A conference was recently held in Mozambique regarding biofuels and their impacts on the farmers of southern Africa. Farmers in Africa have questions about the quotas the United States and other western countries have mandated for the production of ethanol. Biofuels, called agrofuels in Africa, incur a lot of complications some say. To small farmers in Africa, it can look like an excuse, or window dressing, to cover up yet another attempt by a large corporation to take advantage of a village and its workers, and make a profit off the “little guy” without giving anything back.

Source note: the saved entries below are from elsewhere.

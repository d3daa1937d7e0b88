//! Assets and the filters registered on them.
//!
//! An `Asset` owns its `FilterDescriptor`s and each descriptor holds a
//! weak back-reference to the asset, so neither keeps the other alive.
//! Descriptors are frozen once registered and shared as `Arc`s, which lets
//! readers work on a snapshot of the list without holding its lock.

use filters::{AssetGroup, FilterDescriptor, Resource, ResourceError};
use serde_json::{json, Value};
use std::path::Path;
use std::sync::{Arc, PoisonError, RwLock, RwLockReadGuard, Weak};
use tracing::debug;

/// A stylesheet or script plus the filters to run over it.
#[derive(Debug)]
pub struct Asset {
    path: String,
    group: AssetGroup,
    content: String,
    filters: RwLock<Vec<Arc<FilterDescriptor>>>,
    this: Weak<Asset>,
}

impl Asset {
    /// Create a new asset.
    ///
    /// # Arguments
    /// * `path` - Identifier of the asset, usually its relative path
    /// * `group` - Group the asset belongs to
    /// * `content` - Raw source of the asset
    pub fn new(path: impl Into<String>, group: AssetGroup, content: impl Into<String>) -> Arc<Self> {
        let path = path.into();
        let content = content.into();
        Arc::new_cyclic(|this| Self {
            path,
            group,
            content,
            filters: RwLock::new(Vec::new()),
            this: this.clone(),
        })
    }

    /// Infer the group from a file extension (`.css` or `.js`).
    pub fn group_for_path(path: &str) -> Option<AssetGroup> {
        match Path::new(path).extension()?.to_str()? {
            "css" | "less" | "scss" => Some(AssetGroup::Stylesheets),
            "js" | "mjs" => Some(AssetGroup::Javascripts),
            _ => None,
        }
    }

    pub fn path(&self) -> &str {
        &self.path
    }

    pub fn group(&self) -> AssetGroup {
        self.group
    }

    pub fn content(&self) -> &str {
        &self.content
    }

    /// Register a filter by name, optionally configuring it with `callback`.
    ///
    /// The descriptor is attached to this asset before the callback runs.
    pub fn apply_filter<F>(&self, name: impl Into<String>, callback: Option<F>)
    where
        F: FnOnce(&mut FilterDescriptor),
    {
        let mut descriptor = FilterDescriptor::new(name);
        self.attach(&mut descriptor);
        descriptor.fire_callback(callback);
        self.push(descriptor);
    }

    /// Register an already configured descriptor.
    pub fn add_filter(&self, mut descriptor: FilterDescriptor) {
        self.attach(&mut descriptor);
        self.push(descriptor);
    }

    /// Run `f` over the registered descriptors, in registration order.
    ///
    /// `f` sees the list as it was when the call started. The lock is
    /// released before `f` runs, so `f` may delegate back into this asset,
    /// including `apply`; filters registered that way show up on the next
    /// call.
    pub fn with_filters<R>(&self, f: impl FnOnce(&[Arc<FilterDescriptor>]) -> R) -> R {
        let snapshot = self.read_filters().clone();
        f(&snapshot)
    }

    pub fn filter_names(&self) -> Vec<String> {
        self.read_filters()
            .iter()
            .map(|f| f.name().to_string())
            .collect()
    }

    fn attach(&self, descriptor: &mut FilterDescriptor) {
        if let Some(this) = self.this.upgrade() {
            descriptor.set_resource(&this);
        }
    }

    fn read_filters(&self) -> RwLockReadGuard<'_, Vec<Arc<FilterDescriptor>>> {
        self.filters.read().unwrap_or_else(PoisonError::into_inner)
    }

    fn push(&self, descriptor: FilterDescriptor) {
        debug!("Registered filter {} on {}", descriptor.name(), self.path);
        self.filters
            .write()
            .unwrap_or_else(PoisonError::into_inner)
            .push(Arc::new(descriptor));
    }

    fn invalid(method: &str, reason: &str) -> ResourceError {
        ResourceError::InvalidArguments {
            method: method.to_string(),
            reason: reason.to_string(),
        }
    }
}

impl Resource for Asset {
    fn identifier(&self) -> &str {
        &self.path
    }

    /// Methods reachable through `FilterDescriptor::delegate`:
    /// `path`, `group`, `content`, `filters` and
    /// `apply(name, ...arguments)`.
    fn invoke(&self, method: &str, args: &[Value]) -> Result<Value, ResourceError> {
        match method {
            "path" => Ok(json!(self.path)),
            "group" => Ok(json!(self.group.as_str())),
            "content" => Ok(json!(self.content)),
            "filters" => Ok(json!(self.filter_names())),
            "apply" => {
                let (name, arguments) = args
                    .split_first()
                    .ok_or_else(|| Self::invalid(method, "missing filter name"))?;
                let name = name
                    .as_str()
                    .ok_or_else(|| Self::invalid(method, "filter name must be a string"))?;
                self.apply_filter(
                    name,
                    Some(|f: &mut FilterDescriptor| {
                        f.with_arguments(arguments.iter().cloned());
                    }),
                );
                Ok(Value::Null)
            }
            _ => Err(ResourceError::UnknownMethod {
                resource: self.path.clone(),
                method: method.to_string(),
            }),
        }
    }
}
//! JSON manifest describing assets and their filters.
//!
//! ```json
//! {
//!   "assets": [
//!     { "path": "css/site.css", "filters": [{ "name": "CssMin", "environments": ["production"] }] },
//!     { "path": "js/app.js", "content": "run();", "filters": [{ "name": "JsMin" }] }
//!   ]
//! }
//! ```

use crate::asset::Asset;
use crate::error::ManifestError;
use filters::{AssetGroup, FilterConfig};
use serde::{Deserialize, Serialize};
use std::fs;
use std::path::Path;
use std::sync::Arc;

#[derive(Debug, Clone, PartialEq, Serialize, Deserialize)]
pub struct AssetEntry {
    pub path: String,

    /// Inferred from the extension when omitted
    #[serde(default)]
    pub group: Option<AssetGroup>,

    /// Inline source; read from `path` when omitted
    #[serde(default)]
    pub content: Option<String>,

    #[serde(default)]
    pub filters: Vec<FilterConfig>,
}

#[derive(Debug, Clone, PartialEq, Default, Serialize, Deserialize)]
pub struct Manifest {
    #[serde(default)]
    pub assets: Vec<AssetEntry>,
}

impl Manifest {
    pub fn parse(json: &str) -> Result<Self, ManifestError> {
        Ok(serde_json::from_str(json)?)
    }

    /// Load a manifest from disk.
    pub fn load(path: &Path) -> Result<Self, ManifestError> {
        let json = fs::read_to_string(path).map_err(|source| ManifestError::Io {
            path: path.display().to_string(),
            source,
        })?;
        Self::parse(&json)
    }

    /// Turn every entry into an `Asset` with its filters registered.
    ///
    /// Entries without inline content are read relative to `base_dir`.
    pub fn into_assets(self, base_dir: &Path) -> Result<Vec<Arc<Asset>>, ManifestError> {
        self.assets
            .into_iter()
            .map(|entry| -> Result<Arc<Asset>, ManifestError> {
                let group = entry
                    .group
                    .or_else(|| Asset::group_for_path(&entry.path))
                    .ok_or_else(|| ManifestError::UnknownGroup {
                        path: entry.path.clone(),
                    })?;

                let content = match entry.content {
                    Some(content) => content,
                    None => {
                        let file = base_dir.join(&entry.path);
                        fs::read_to_string(&file).map_err(|source| ManifestError::Io {
                            path: file.display().to_string(),
                            source,
                        })?
                    }
                };

                let asset = Asset::new(entry.path, group, content);
                for filter in entry.filters {
                    asset.add_filter(filter.into_descriptor());
                }
                Ok(asset)
            })
            .collect()
    }
}
//! Script minifier.
//!
//! Removes comments and blank lines while leaving string literals intact.
//! Regular expression literals are not recognised.

use crate::traits::Transformer;
use anyhow::Result;
use std::any::Any;

/// Strips `//` and `/* */` comments, trims each line and drops empty ones.
///
/// ## Algorithm
/// 1. Scan the source, copying `'` and `"` strings and `` ` `` template
///    literals verbatim. A quote or double-quote string also ends at a
///    newline; a template literal only ends at its closing backtick
/// 2. Skip comments outside literals. A block comment becomes one space
/// 3. At each newline outside a template literal, emit the finished line
///    trimmed, unless it is empty
#[derive(Debug, Default)]
pub struct JsMinTransformer;

impl Transformer for JsMinTransformer {
    fn name(&self) -> &str {
        "JsMin"
    }

    fn transform(&self, content: String) -> Result<String> {
        Ok(minify(&content))
    }

    fn as_any_mut(&mut self) -> &mut dyn Any {
        self
    }
}

fn minify(input: &str) -> String {
    let mut lines: Vec<String> = Vec::new();
    let mut line = String::new();
    let mut chars = input.chars().peekable();
    let mut quote: Option<char> = None;

    while let Some(c) = chars.next() {
        if let Some(q) = quote {
            if c == '\n' && q != '`' {
                quote = None;
                finish_line(&mut lines, &mut line);
                continue;
            }
            line.push(c);
            if c == '\\' {
                if let Some(escaped) = chars.next() {
                    line.push(escaped);
                }
            } else if c == q {
                quote = None;
            }
            continue;
        }

        let next = chars.peek().copied();
        match (c, next) {
            ('"' | '\'' | '`', _) => {
                quote = Some(c);
                line.push(c);
            }
            ('/', Some('/')) => {
                for skipped in chars.by_ref() {
                    if skipped == '\n' {
                        break;
                    }
                }
                finish_line(&mut lines, &mut line);
            }
            ('/', Some('*')) => {
                chars.next();
                let mut prev = '\0';
                for skipped in chars.by_ref() {
                    if prev == '*' && skipped == '/' {
                        break;
                    }
                    prev = skipped;
                }
                line.push(' ');
            }
            ('\n', _) => finish_line(&mut lines, &mut line),
            _ => line.push(c),
        }
    }
    finish_line(&mut lines, &mut line);

    lines.join("\n")
}

/// Lines only end outside template literals, so trimming never touches
/// literal content.
fn finish_line(lines: &mut Vec<String>, line: &mut String) {
    let trimmed = line.trim();
    if !trimmed.is_empty() {
        lines.push(trimmed.to_string());
    }
    line.clear();
}

#[cfg(test)]
mod tests {
    use super::*;

    #[test]
    fn test_js_min() {
        let js = "// header\nvar a = 1; /* note */\n\n   var url = \"http://x\";\n".to_string();

        let minified = JsMinTransformer.transform(js).unwrap();

        assert_eq!(minified, "var a = 1;\nvar url = \"http://x\";");
    }

    #[test]
    fn test_comment_markers_inside_strings() {
        let js = "var s = '/* not a comment */'; // trailing".to_string();

        let minified = JsMinTransformer.transform(js).unwrap();

        assert_eq!(minified, "var s = '/* not a comment */';");
    }

    #[test]
    fn test_escaped_quotes() {
        let js = "var s = \"a \\\" // b\";".to_string();

        let minified = JsMinTransformer.transform(js.clone()).unwrap();

        assert_eq!(minified, js);
    }

    #[test]
    fn test_multiline_template_literal() {
        let js = "var s = `line1\n  // kept\n  /* also kept */\n`;\n\n  run(); // done\n".to_string();

        let minified = JsMinTransformer.transform(js).unwrap();

        assert_eq!(
            minified,
            "var s = `line1\n  // kept\n  /* also kept */\n`;\nrun();"
        );
    }

    #[test]
    fn test_unterminated_string_ends_at_newline() {
        let js = "var s = 'open\n  // gone\nrun();".to_string();

        let minified = JsMinTransformer.transform(js).unwrap();

        assert_eq!(minified, "var s = 'open\nrun();");
    }
}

In one instance, a large company promised villages that if they raised and harvested sugarcane, processing it into ethanol that jobs, schools, housing, and infrastructure would be provided to the workers and the community. No contract was signed and no fulfillments of those promises have been seen. Many world corporations seem to be closing in on Africa for yet another natural resource. At first, it was diamonds, then copper, and then oil. Now, developers are seeking African lands suitable to manufacture ethanol. They are also looking in Brazil and Indonesia.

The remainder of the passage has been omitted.